R-Flurbiprofen Reduces Neuropathic Pain in Rodents by Restoring Endogenous Cannabinoids
Figure 4
Modulation of endocannabinoid levels by R-flrubiprofen in microglial cells (EOC20) and tissue.
a Endocannabinoids in EOC20 at baseline and after stimulation with LPS (1 mg/ml) with or without treatment with R-flurbiprofen (10 µM); n = 6 experiments per group. b Endocannabinoids in ipsi lateral L4/5 DRGs, c ipsi lateral dorsal horn of the spinal cord d and contra lateral forebrain cortex in the SNI model 7 days after nerve injury and treatment with 4.5 mg/kg R-flurbiprofen or vehicle twice daily in mice (n = 8 per group; P<0.05). AEA, anandamide; OEA, oleylethanolamine; PEA, palmitoylethanolamine; 1AG and 2AG, 1- and 2-arachidonoylglycerol were analyzed by LC-MS/MS. P<0.05 for all tests. e PPARγ activity in nuclear protein extracts of L4/5 DRGs, spinal cord and forebrain cortex in naïve mice and in nerve injured mice 7 days after SNI. Mice were treated with vehicle or 4.5 mg/kg R-flurbiprofen twice daily.
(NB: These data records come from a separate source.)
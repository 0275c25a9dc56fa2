//=========================================================================
// Composite Inputs
//=========================================================================
//
// Buttons and axes derived from other inputs.
//
//   AndButton  : down iff every child is down (empty → down)
//   OrButton   : down iff any child is down (empty → up)
//   NotButton  : down iff a child is set and it is up
//   AxisButton : down iff the child axis value is inside a range
//   ButtonAxis : sum of per-button up/down contributions
//
// Composites hold child handles plus a copy of each child's label, and
// rebuild their derived id/name on every structural change. Structural
// edits are made through `InputGraph` so cycles can be rejected.
//
// Every composite reports `ANONYMOUS_DEVICE` as its device id.
//
//=========================================================================

//=== Module Declarations =================================================

mod and_button;
mod axis_button;
mod button_axis;
mod not_button;
mod or_button;

//=== Public API ==========================================================

pub use and_button::AndButton;
pub use axis_button::AxisButton;
pub use button_axis::ButtonAxis;
pub use not_button::NotButton;
pub use or_button::OrButton;

//=== Internal Dependencies ===============================================

use super::node::{ButtonId, ButtonInput, InputLabel, InputRef};

//=== ButtonSet ===========================================================

/// Composite button whose children form an ordered set (And, Or).
pub trait ButtonSet: ButtonInput {
    /// Adds `child`. Returns `false` if it was already attached.
    fn attach(&mut self, child: ButtonId, label: InputLabel) -> bool;

    /// Removes `child`. Returns `false` if it was not attached.
    fn detach(&mut self, child: ButtonId) -> bool;

    fn is_attached(&self, child: ButtonId) -> bool;

    /// Attached children, in attachment order.
    fn attached(&self) -> Vec<ButtonId>;
}

pub(crate) fn as_button_set(node: &dyn ButtonInput) -> Option<&dyn ButtonSet> {
    let any = node.as_any();
    if let Some(and) = any.downcast_ref::<AndButton>() {
        return Some(and as &dyn ButtonSet);
    }
    any.downcast_ref::<OrButton>().map(|or| or as &dyn ButtonSet)
}

pub(crate) fn as_button_set_mut(node: &mut dyn ButtonInput) -> Option<&mut dyn ButtonSet> {
    let any = node.as_any_mut();
    if any.is::<AndButton>() {
        return any.downcast_mut::<AndButton>().map(|and| and as &mut dyn ButtonSet);
    }
    any.downcast_mut::<OrButton>().map(|or| or as &mut dyn ButtonSet)
}

//=== ButtonList ==========================================================

/// Ordered, duplicate-free child list shared by And and Or.
#[derive(Debug, Default)]
pub(crate) struct ButtonList {
    children: Vec<(ButtonId, InputLabel)>,
}

impl ButtonList {
    pub(crate) fn insert(&mut self, child: ButtonId, label: InputLabel) -> bool {
        if self.contains(child) {
            return false;
        }
        self.children.push((child, label));
        true
    }

    pub(crate) fn remove(&mut self, child: ButtonId) -> bool {
        let before = self.children.len();
        self.children.retain(|(id, _)| *id != child);
        self.children.len() != before
    }

    pub(crate) fn contains(&self, child: ButtonId) -> bool {
        self.children.iter().any(|(id, _)| *id == child)
    }

    pub(crate) fn ids(&self) -> impl Iterator<Item = ButtonId> + '_ {
        self.children.iter().map(|(id, _)| *id)
    }

    pub(crate) fn refs(&self) -> Vec<InputRef> {
        self.ids().map(InputRef::Button).collect()
    }

    /// Builds `(<prefix>-<id1>-<id2>..., "(<name1>)<sep>(<name2>)...")`.
    pub(crate) fn derive_label(&self, prefix: &str, separator: &str) -> (String, String) {
        let mut id = String::from(prefix);
        let mut names = Vec::with_capacity(self.children.len());
        for (_, label) in &self.children {
            id.push('-');
            id.push_str(&label.id);
            names.push(format!("({})", label.name));
        }
        (id, names.join(separator))
    }
}
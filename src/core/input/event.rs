//=========================================================================
// Input Events
//=========================================================================
//
// Host-neutral representation of raw keyboard and mouse events.
//
// Every host backend (winit, headless) translates its native events into
// `InputEvent`s. Devices consume them and flip their primitive buttons and
// axes inside the input graph.
//
// Event Flow:
// ```text
// Host (winit / headless remote)
//         ↓
//    InputEvent (this module)
//         ↓
//    InputDevices → Keyboard / Mouse
//         ↓
//    InputGraph primitives (DeviceButton / DeviceAxis)
// ```
//
//=========================================================================

//=== MouseButton =========================================================

/// Physical mouse button identifier.
///
/// `Back`/`Forward` are the two thumb buttons, exposed by the mouse
/// device as `x1`/`x2`. Anything else the host reports maps to `Other`.
#[derive(Debug, Clone, Copy, PartialEq, Eq, Hash)]
pub enum MouseButton {
    Left,
    Right,
    Middle,
    Back,
    Forward,
    Other,
}

//=== KeyCode =============================================================

/// Physical keyboard key identifier.
///
/// Represents the physical key location, not the character produced.
/// Left and right variants of modifier keys collapse onto one code.
#[derive(Debug, Clone, Copy, PartialEq, Eq, Hash)]
pub enum KeyCode {
    //--- Numeric Keys -----------------------------------------------------

    Digit0, Digit1, Digit2, Digit3, Digit4,
    Digit5, Digit6, Digit7, Digit8, Digit9,

    //--- Alphabetic Keys --------------------------------------------------

    KeyA, KeyB, KeyC, KeyD, KeyE, KeyF, KeyG, KeyH, KeyI,
    KeyJ, KeyK, KeyL, KeyM, KeyN, KeyO, KeyP, KeyQ, KeyR,
    KeyS, KeyT, KeyU, KeyV, KeyW, KeyX, KeyY, KeyZ,

    //--- Function Keys ----------------------------------------------------

    F1, F2, F3, F4, F5, F6,
    F7, F8, F9, F10, F11, F12,

    //--- Arrow Keys -------------------------------------------------------

    ArrowDown,
    ArrowLeft,
    ArrowRight,
    ArrowUp,

    //--- Modifier Keys ----------------------------------------------------

    /// Ctrl on every platform (the Command key on macOS is `Meta`).
    Control,
    Shift,
    Alt,
    /// Windows / Super / Command key.
    Meta,

    //--- Special Keys -----------------------------------------------------

    Space,
    Enter,
    Escape,
    Tab,
    Backspace,
    Delete,

    /// Key the host reported but the input layer does not map.
    Unidentified,
}

//=== InputEvent ==========================================================

/// Low-level input event from a host.
///
/// `MouseMoved` carries a position delta in pixels since the previous
/// move event, not an absolute position; hosts that only report absolute
/// positions compute the delta themselves.
#[derive(Debug, Clone, Copy, PartialEq)]
pub enum InputEvent {
    KeyDown(KeyCode),
    KeyUp(KeyCode),
    MouseButtonDown(MouseButton),
    MouseButtonUp(MouseButton),

    /// Cursor movement since the last move event, in pixels.
    MouseMoved { dx: f32, dy: f32 },

    /// Vertical wheel movement. Positive scrolls up.
    MouseScrolled { delta: f32 },

    /// Unrecognized or unsupported event. Ignored by every device.
    Unidentified,
}

impl InputEvent {
    /// Returns `true` for keyboard events.
    pub fn is_keyboard(&self) -> bool {
        matches!(self, Self::KeyDown(_) | Self::KeyUp(_))
    }

    /// Returns `true` for mouse button, motion, and wheel events.
    pub fn is_mouse(&self) -> bool {
        matches!(
            self,
            Self::MouseButtonDown(_)
                | Self::MouseButtonUp(_)
                | Self::MouseMoved { .. }
                | Self::MouseScrolled { .. }
        )
    }
}

//=========================================================================
// Unit Tests
//=========================================================================
//=========================================================================
// ButtonAxis
//=========================================================================
//
// Turns buttons into an axis. Each attached button contributes its
// `down_value` while held and its `up_value` otherwise; the axis value is
// the sum of all contributions (0 with nothing attached).
//
// Two keys bound as (0, -1) and (0, +1) give a classic digital axis.
//
// Derived identity:
//   id   = "<id1>-<id2>..."
//   name = "<name1>, <name2>, ..."
//
//=========================================================================

use std::any::Any;

use crate::core::input::graph::InputGraph;
use crate::core::input::node::{AxisInput, ButtonId, InputLabel, InputRef};

//=== Binding =============================================================

#[derive(Debug, Clone)]
struct Binding {
    button: ButtonId,
    label: InputLabel,
    up_value: f32,
    down_value: f32,
}

//=== ButtonAxis ==========================================================

#[derive(Debug, Default)]
pub struct ButtonAxis {
    bindings: Vec<Binding>,
    id: String,
    name: String,
}

impl ButtonAxis {
    pub fn new() -> Self {
        Self::default()
    }

    /// Up/down contributions of an attached button.
    pub fn contribution(&self, button: ButtonId) -> Option<(f32, f32)> {
        self.bindings
            .iter()
            .find(|binding| binding.button == button)
            .map(|binding| (binding.up_value, binding.down_value))
    }

    pub fn is_attached(&self, button: ButtonId) -> bool {
        self.bindings.iter().any(|binding| binding.button == button)
    }

    pub fn attached(&self) -> Vec<ButtonId> {
        self.bindings.iter().map(|binding| binding.button).collect()
    }

    pub(crate) fn attach(&mut self, button: ButtonId, label: InputLabel, up_value: f32, down_value: f32) {
        match self.bindings.iter_mut().find(|binding| binding.button == button) {
            Some(binding) => {
                binding.up_value = up_value;
                binding.down_value = down_value;
            }
            None => self.bindings.push(Binding { button, label, up_value, down_value }),
        }
        self.rename();
    }

    pub(crate) fn detach(&mut self, button: ButtonId) -> bool {
        let Some(pos) = self.bindings.iter().position(|binding| binding.button == button) else {
            return false;
        };
        self.bindings.remove(pos);
        self.rename();
        true
    }

    fn rename(&mut self) {
        self.id = self
            .bindings
            .iter()
            .map(|binding| binding.label.id.as_str())
            .collect::<Vec<_>>()
            .join("-");
        self.name = self
            .bindings
            .iter()
            .map(|binding| binding.label.name.as_str())
            .collect::<Vec<_>>()
            .join(", ");
    }
}

impl AxisInput for ButtonAxis {
    fn id(&self) -> &str {
        &self.id
    }

    fn name(&self) -> &str {
        &self.name
    }

    fn value(&self, graph: &InputGraph) -> f32 {
        self.bindings
            .iter()
            .map(|binding| {
                if graph.is_down(binding.button) {
                    binding.down_value
                } else {
                    binding.up_value
                }
            })
            .sum()
    }

    fn children(&self) -> Vec<InputRef> {
        self.bindings
            .iter()
            .map(|binding| InputRef::Button(binding.button))
            .collect()
    }

    fn forget(&mut self, removed: InputRef) {
        if let InputRef::Button(id) = removed {
            self.detach(id);
        }
    }

    fn as_any(&self) -> &dyn Any {
        self
    }

    fn as_any_mut(&mut self) -> &mut dyn Any {
        self
    }
}

//=========================================================================
// Unit Tests
//=========================================================================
Results represent pooled extracts of 6 mice in each group. f Core body temperature in mice (mean ± s.e.m. shadowed area) treated with the CB1 agonist, WIN55,212-2, the FAAH inhibitor URB597, R-flurbiprofen and respective vehicles (n = 6 per group). Vehicles 10% or 50% DMSO did not produce changes of the core temperature as compared to phosphate buffered saline and were summarized. The decrease of core temperature in vehicle treated mice is caused by resting during the day. Hypothermia in mice is defined as core temperature <35°C.